You will use two types of data sets when studying statistics • Populations – the collection of all outcomes, responses, measurements or counts that are of interest. • Samples – a subset of a population • Why are samples used more often than a population? • Unless a population is small, it is usually impractical if not impossible to obtain all the population data. So therefore most studies, information must be obtained from a sample.
Example • In a recent survey, 3002 adults in the United States were asked if they read news on the Internet at least once a week. Six hundred of the adults said yes. • Identify the population • Identify the sample • What does the data set consist of?
Whether a data set is a population or a sample usually depends on the context of the real-life situation. For instance, in our previous example, the population was the set of responses of all adults in the United States. Depending on the purpose of the survey, the population could have been the set of responses of all adults who live in California or who have telephones or who read a particular newspaper
You try! • The U.S. Department of Energy conducts weekly surveys of approximately 900 gasoline stations to determine the average price per gallon of regular gasoline. On December 29, 2011, the average price was $3.48 per gallon. • Identify the population • Identify the sample. • What does the data set consist of?
Again, whether a data set is a population or a sample usually depends on the context of the real-life situation. For instance, in Example 1, the population was the set of all responses of all adults in the United States. Depending on the purpose of the survey, the population could have been the set of responses of all adults who live in Texas or who have telephones or who read a particular newspaper. • Parameter – a numerical description of a population characteristic • Statistic – a numerical description of a sample characteristic
Distinguish between Parameter and Statistic • “A recent survey of a sample reported that the average starting salary for a MBA is less than $65,000.” • “Startling salaries for the 667 MBA graduates from the University of Chicago Graduate School of Business increased 8.5% from the previous year.” • “In a random check of a sample of retail stores, the Food and Drug Administration found that 34% of the stores were not storing fish at the proper temperature.”
Branches of Statistics • The study of statistics has two major branches: descriptive statistics and inferential statistics. • Descriptive statistics is the branch of statistics that involves the organization, summarization, and display of data. • Inferential statistics is the branch of statistics that involves using a sample to draw conclusions about a population.
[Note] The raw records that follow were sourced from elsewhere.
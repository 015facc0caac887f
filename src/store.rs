use crate::types::{MovieGroups, RetrievalState, TargetCode};
use indexmap::{IndexMap, IndexSet};
use std::sync::{Mutex, MutexGuard};
use tracing::debug;

#[derive(Debug, Default)]
struct StoreInner {
    results: IndexMap<TargetCode, MovieGroups>,
    empty: IndexSet<TargetCode>,
    /// Output order: codes that answered in pass 1, then later recoveries.
    slots: IndexSet<TargetCode>,
}

impl StoreInner {
    fn ordered(&self) -> StoreSnapshot {
        self.slots
            .iter()
            .filter_map(|code| self.results.get_key_value(code))
            .map(|(code, groups)| (code.clone(), groups.clone()))
            .collect()
    }
}

/// In-run store of parsed results and the set of codes still empty.
///
/// Both collections sit behind one lock so a code is never observed in both
/// or in neither while it moves between them.
#[derive(Debug, Default)]
pub struct ResultStore {
    inner: Mutex<StoreInner>,
}

/// Point-in-time copy of the parsed results, in output order.
pub type StoreSnapshot = IndexMap<TargetCode, MovieGroups>;

impl ResultStore {
    pub fn new() -> Self {
        Self::default()
    }

    fn lock(&self) -> MutexGuard<'_, StoreInner> {
        // A panic while holding the lock cannot leave the maps half-updated
        self.inner.lock().unwrap_or_else(|poisoned| poisoned.into_inner())
    }

    /// Records a non-empty result and clears the code from the empty set.
    pub fn record_fetched(&self, code: &str, groups: MovieGroups) {
        let mut inner = self.lock();
        inner.empty.shift_remove(code);
        inner.slots.insert(code.to_string());
        inner.results.insert(code.to_string(), groups);
        debug!("Stored results for {}", code);
    }

    /// Marks a code as empty unless an earlier pass already recovered it.
    pub fn mark_empty(&self, code: &str) {
        let mut inner = self.lock();
        if !inner.results.contains_key(code) {
            inner.empty.insert(code.to_string());
        }
    }

    /// Marks a code empty while keeping its output position for a later recovery.
    ///
    /// Used for pass-1 answers that parsed to nothing; codes that errored get
    /// no slot and are placed where they are eventually recovered.
    pub fn reserve_empty(&self, code: &str) {
        let mut inner = self.lock();
        if !inner.results.contains_key(code) {
            inner.empty.insert(code.to_string());
        }
        inner.slots.insert(code.to_string());
    }

    pub fn state(&self, code: &str) -> RetrievalState {
        let inner = self.lock();
        if inner.results.contains_key(code) {
            RetrievalState::Fetched
        } else if inner.empty.contains(code) {
            RetrievalState::Empty
        } else {
            RetrievalState::Unfetched
        }
    }

    /// Codes currently in the empty set, in the order they failed.
    pub fn empty_codes(&self) -> Vec<TargetCode> {
        self.lock().empty.iter().cloned().collect()
    }

    pub fn fetched_count(&self) -> usize {
        self.lock().results.len()
    }

    pub fn empty_count(&self) -> usize {
        self.lock().empty.len()
    }

    pub fn snapshot(&self) -> StoreSnapshot {
        self.lock().ordered()
    }

    pub fn into_results(self) -> StoreSnapshot {
        self.inner
            .into_inner()
            .unwrap_or_else(|poisoned| poisoned.into_inner())
            .ordered()
    }
}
A basic tool in the study of inferential statistics is probability.
Example 1 • Decide which part of the study represents the descriptive branch of statistics. What conclusion might be drawn from the study using inferential statistics? • A large sample of men, aged 48 was studied for 18 years. For unmarried men, approximately 70% were alive at age 65. For married men, 90% were alive at 65.
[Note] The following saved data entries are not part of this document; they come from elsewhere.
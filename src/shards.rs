//! Maintenance over shard output files: combining and pruning.

use crate::config::validate_date_code;
use crate::constants::{COMBINED_FILE_NAME, DETAILED_FILE_PREFIX, SUMMARY_FILE_PREFIX};
use crate::error::{Result, ScraperError};
use crate::sink::write_json;
use chrono::{Duration, NaiveDate};
use serde_json::Value;
use std::fs;
use std::path::{Path, PathBuf};
use tracing::{info, warn};

/// Shard ids concatenated by [`combine_detailed`].
pub const COMBINED_SHARDS: std::ops::RangeInclusive<u32> = 1..=8;
/// Shard ids removed by [`cleanup_shards`].
pub const CLEANUP_SHARDS: std::ops::RangeInclusive<u32> = 1..=9;

/// Concatenates the detailed shard lists of `dir` into `finaldetailed.json`.
///
/// Missing, unreadable or non-list shards are skipped. Returns the output path
/// and the number of combined records.
pub fn combine_detailed(dir: &Path) -> Result<(PathBuf, usize)> {
    let mut combined: Vec<Value> = Vec::new();

    for shard in COMBINED_SHARDS {
        let path = dir.join(format!("{DETAILED_FILE_PREFIX}{shard}.json"));
        let content = match fs::read_to_string(&path) {
            Ok(content) => content,
            Err(_) => {
                warn!("Missing: {}", path.display());
                continue;
            }
        };
        match serde_json::from_str::<Value>(&content) {
            Ok(Value::Array(records)) => {
                info!("Added {} records from {}", records.len(), path.display());
                combined.extend(records);
            }
            Ok(_) => warn!("Skipped {} (not a list)", path.display()),
            Err(e) => warn!("Invalid JSON in {}: {}", path.display(), e),
        }
    }

    fs::create_dir_all(dir).map_err(|source| ScraperError::Persistence {
        path: dir.to_path_buf(),
        source,
    })?;
    let output = dir.join(COMBINED_FILE_NAME);
    write_json(&output, &combined)?;
    info!("Combined {} records into {}", combined.len(), output.display());
    Ok((output, combined.len()))
}

/// Every `YYYYMMDD` code from `start` to `end`, inclusive.
pub fn date_codes(start: &str, end: &str) -> Result<Vec<String>> {
    let start = validate_date_code(start)?;
    let end = validate_date_code(end)?;
    let mut codes = Vec::new();
    let mut current: NaiveDate = start;
    while current <= end {
        codes.push(current.format("%Y%m%d").to_string());
        current += Duration::days(1);
    }
    Ok(codes)
}

/// Deletes shard summary and detailed files in each `{base}/{date}` directory
/// for dates `start..=end`. Returns the number of files removed.
pub fn cleanup_shards(base_paths: &[PathBuf], start: &str, end: &str) -> Result<usize> {
    let mut deleted = 0;
    for date in date_codes(start, end)? {
        for base in base_paths {
            let folder = base.join(&date);
            if !folder.is_dir() {
                continue;
            }
            for shard in CLEANUP_SHARDS {
                for prefix in [DETAILED_FILE_PREFIX, SUMMARY_FILE_PREFIX] {
                    let path = folder.join(format!("{prefix}{shard}.json"));
                    if !path.exists() {
                        continue;
                    }
                    fs::remove_file(&path).map_err(|source| ScraperError::Persistence {
                        path: path.clone(),
                        source,
                    })?;
                    deleted += 1;
                    info!("Deleted: {}", path.display());
                }
            }
        }
    }
    info!("Cleanup complete. Files removed: {}", deleted);
    Ok(deleted)
}

#[cfg(test)]
mod tests {
    use super::*;
    use serde_json::json;
    use tempfile::tempdir;

    #[test]
    fn test_combine_skips_missing_and_non_list_shards() {
        let dir = tempdir().unwrap();
        fs::write(dir.path().join("detailed1.json"), json!([{"movie": "A"}, {"movie": "B"}]).to_string()).unwrap();
        fs::write(dir.path().join("detailed2.json"), json!({"movie": "not a list"}).to_string()).unwrap();
        fs::write(dir.path().join("detailed3.json"), "{ broken").unwrap();
        fs::write(dir.path().join("detailed5.json"), json!([{"movie": "C"}]).to_string()).unwrap();
        fs::write(dir.path().join("detailed9.json"), json!([{"movie": "ignored"}]).to_string()).unwrap();

        let (output, count) = combine_detailed(dir.path()).unwrap();
        assert_eq!(count, 3);
        let combined: Value = serde_json::from_str(&fs::read_to_string(output).unwrap()).unwrap();
        let movies: Vec<_> = combined
            .as_array()
            .unwrap()
            .iter()
            .map(|r| r["movie"].as_str().unwrap().to_string())
            .collect();
        assert_eq!(movies, vec!["A", "B", "C"]);
    }

    #[test]
    fn test_combine_with_no_shards_writes_empty_list() {
        let dir = tempdir().unwrap();
        let (output, count) = combine_detailed(dir.path()).unwrap();
        assert_eq!(count, 0);
        assert_eq!(fs::read_to_string(output).unwrap().trim(), "[]");
    }

    #[test]
    fn test_date_codes_inclusive_across_month_end() {
        let codes = date_codes("20250130", "20250202").unwrap();
        assert_eq!(codes, vec!["20250130", "20250131", "20250201", "20250202"]);
        assert!(date_codes("20250202", "20250130").unwrap().is_empty());
    }

    #[test]
    fn test_cleanup_removes_only_shard_files_in_range() {
        let base = tempdir().unwrap();
        let in_range = base.path().join("20250110");
        let out_of_range = base.path().join("20250120");
        fs::create_dir_all(&in_range).unwrap();
        fs::create_dir_all(&out_of_range).unwrap();
        for name in ["detailed1.json", "movie_summary1.json", "detailed9.json", "finaldetailed.json"] {
            fs::write(in_range.join(name), "[]").unwrap();
            fs::write(out_of_range.join(name), "[]").unwrap();
        }

        let removed = cleanup_shards(&[base.path().to_path_buf()], "20250108", "20250112").unwrap();
        assert_eq!(removed, 3);
        assert!(in_range.join("finaldetailed.json").exists());
        assert!(!in_range.join("detailed9.json").exists());
        assert!(out_of_range.join("detailed1.json").exists());
    }
}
Example 2 • Decide which part of the study represents the descriptive branch of statistics. What conclusion might be drawn from the study using inferential statistics? • In a sample of Wall Street analysts, the percentage who incorrectly forecasted high-tech earnings in a recent year was 44%.
Introduction to Statistics • Learning Objectives: • What is the definition of statistics • Distinguish between a population and sample • Distinguish between a parameter and a statistic • Distinguish between descriptive statistics and inferential Statistics • Assessment: • Complete Unit 1- Lesson one class work. Due at the end of class. • Homework • Find a newspaper or magazine article that describes a survey and bring to class on Friday.